E. Rostand, Cyrano de Bergerac,1898, II, 8, p. 94. Rem. ,,Chez les potiers d'étain, limer la pièce pour la rendre plus facile à tourner`` (Lar. 19e, Nouv. Lar. ill.); d'où le dér. apprêtoir, subst. masc., ,,sorte de selle dont fait usage celui qui fabrique de la vaisselle d'étain`` (Chesn. 1857; attesté ds Ac. Compl. 1842, Besch. 1845, Lar. 19e, etc.). II.− Emploi pronom. S'apprêter.Se préparer soigneusement en vue d'une chose imminente. A.− Emploi abs. [Avec ou sans compl. circ.] S'apprêter (pour). 1. Emploi réfl. [Le suj. désigne une pers.] Se préparer soigneusement, prendre ses dispositions en vue d'une action imminente; spéc., s'équiper, s'habiller.
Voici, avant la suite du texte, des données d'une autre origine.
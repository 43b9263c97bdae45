//! Dependency record types.

use std::path::{Path, PathBuf};

use serde::{Deserialize, Serialize};
use thiserror::Error;

use crate::consts::DEPENDENCY_INFO_VERSION;
use crate::util::hash::{ContentHash, FileHashError, hash_file_if_exists};

/// The effective inputs of a build action: its arguments and sources.
#[derive(Debug, Clone, PartialEq, Serialize, Deserialize)]
pub struct BuildArgs {
  pub args: serde_json::Value,
  pub sources: Vec<String>,
}

impl BuildArgs {
  pub fn new(args: serde_json::Value, sources: Vec<String>) -> Self {
    BuildArgs { args, sources }
  }
}

/// One recorded dependency and the hash of its contents when recorded.
/// `hash` is `None` when the file did not exist.
#[derive(Debug, Clone, PartialEq, Eq, Serialize, Deserialize)]
pub struct DependencyEntry {
  pub path: String,
  pub hash: Option<ContentHash>,
}

/// What was true about a build the last time it ran.
#[derive(Debug, Clone, PartialEq, Serialize, Deserialize)]
#[serde(default)]
pub struct DependencyInfo {
  pub version: u32,
  /// Absolute target paths; the first one names the record.
  pub targets: Vec<String>,
  pub args: serde_json::Value,
  pub dependencies: Vec<DependencyEntry>,
  /// Inputs the action reported while running, such as included headers.
  pub discovered: Vec<DependencyEntry>,
}

impl Default for DependencyInfo {
  fn default() -> Self {
    DependencyInfo {
      version: 0,
      targets: Vec::new(),
      args: serde_json::Value::Null,
      dependencies: Vec::new(),
      discovered: Vec::new(),
    }
  }
}

impl DependencyInfo {
  /// Record the current state of `sources` for a build of `targets`.
  pub fn capture(targets: Vec<String>, args: &BuildArgs) -> Result<Self, DepInfoError> {
    Ok(DependencyInfo {
      version: DEPENDENCY_INFO_VERSION,
      targets,
      args: args.args.clone(),
      dependencies: hash_entries(&args.sources)?,
      discovered: Vec::new(),
    })
  }

  /// Also record `paths`, inputs found only by running the action.
  /// Paths already listed are skipped.
  pub fn with_discovered(mut self, paths: &[String]) -> Result<Self, DepInfoError> {
    let fresh: Vec<String> = paths
      .iter()
      .filter(|p| !self.dependencies.iter().chain(&self.discovered).any(|d| &d.path == *p))
      .cloned()
      .collect();
    self.discovered.extend(hash_entries(&fresh)?);
    Ok(self)
  }

  /// Why the recorded build no longer matches, or `None` when it is up to
  /// date. Checks run cheapest first and stop at the first difference.
  pub fn stale_reason(&self, args: &BuildArgs) -> Result<Option<String>, DepInfoError> {
    if self.version != DEPENDENCY_INFO_VERSION {
      return Ok(Some("dependency info format changed".to_string()));
    }

    if self.args != args.args {
      return Ok(Some("'args' changed".to_string()));
    }

    let recorded = self.dependencies.iter().map(|d| d.path.as_str());
    if !recorded.eq(args.sources.iter().map(String::as_str)) {
      return Ok(Some("dependency list changed".to_string()));
    }

    for target in &self.targets {
      if !Path::new(target).exists() {
        return Ok(Some(format!("'{}' does not exist", target)));
      }
    }

    for dependency in self.dependencies.iter().chain(&self.discovered) {
      let current = hash_file_if_exists(Path::new(&dependency.path))?;
      if current != dependency.hash {
        return Ok(Some(format!("'{}' has been changed", dependency.path)));
      }
    }

    Ok(None)
  }
}

fn hash_entries(paths: &[String]) -> Result<Vec<DependencyEntry>, DepInfoError> {
  paths
    .iter()
    .map(|path| -> Result<DependencyEntry, DepInfoError> {
      Ok(DependencyEntry {
        path: path.clone(),
        hash: hash_file_if_exists(Path::new(path))?,
      })
    })
    .collect()
}

/// Errors reading or writing dependency records.
#[derive(Debug, Error)]
pub enum DepInfoError {
  /// No record exists for the target. Means "build it".
  #[error("no dependency record for {0}")]
  NotFound(PathBuf),

  #[error("failed to read dependency record {path}: {source}")]
  Read {
    path: PathBuf,
    #[source]
    source: std::io::Error,
  },

  #[error("failed to write dependency record {path}: {source}")]
  Write {
    path: PathBuf,
    #[source]
    source: std::io::Error,
  },

  #[error("failed to parse dependency record: {0}")]
  Parse(#[source] serde_json::Error),

  #[error("failed to serialize dependency record: {0}")]
  Serialize(#[source] serde_json::Error),

  #[error(transparent)]
  Hash(#[from] FileHashError),

  /// A record has no targets to be keyed by.
  #[error("dependency record has no targets")]
  NoTargets,
}

impl DepInfoError {
  pub fn is_not_found(&self) -> bool {
    matches!(self, DepInfoError::NotFound(_))
  }
}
S'apprêter pour la bataille, pour le bal : 7. − En attendant, vicomte, comme il nous faut toujours sept ou huit heures pour arriver là-bas, soyez exact.
− Soyez tranquille, je n'ai rien d'autre à faire d'ici là que de m'apprêter.
A. Dumas Père, Le Comte de Monte-Cristo,t. 2, 1846, p. 379. 8. L'heure de la fuite, il le comprit, était passée pour lui, et il s'apprêta pour le combat.
Ponson du Terrail, Rocambole,L'Héritage mystérieux, t. 1, 1859, p. 597. 9. − Électre, le roi t'ordonne de t'apprêter pour la cérémonie. Tu mettras ta robe noire et tes bijoux.
Sartre, Les Mouches,1943, I, 5, p. 33. − Au fig., péj. Préparer méticuleusement ses dispositions intérieures. Anton. être spontané : 10. Il faudra continuer à ne communiquer avec toi que par correspondance, c'est-à-dire renoncer au contact direct, à l'échange immédiat des pensées et des sensations et presque involontairement apprêter mes idées, les composer au lieu de te les livrer vivantes et tressaillantes encore.
J. Rivière, Correspondance[avec Alain-Fournier], 1905, p. 161. 2. Emploi pronom. passif. [Le suj. désigne un inanimé concr. ou abstr.] Être en cours de préparation en vue de quelque chose d'imminent : 11. C'est une heure charmante, en voyage, que celle du soir, lorsque, dans une contrée solitaire et sauvage, on erre doucement, à l'aventure, sans autre soin que de voir ce qui se présente, que de converser avec le passant, que d'amener à point un appétit que la marche a déjà aiguisé, et que le repas qui s'apprête va bientôt satisfaire.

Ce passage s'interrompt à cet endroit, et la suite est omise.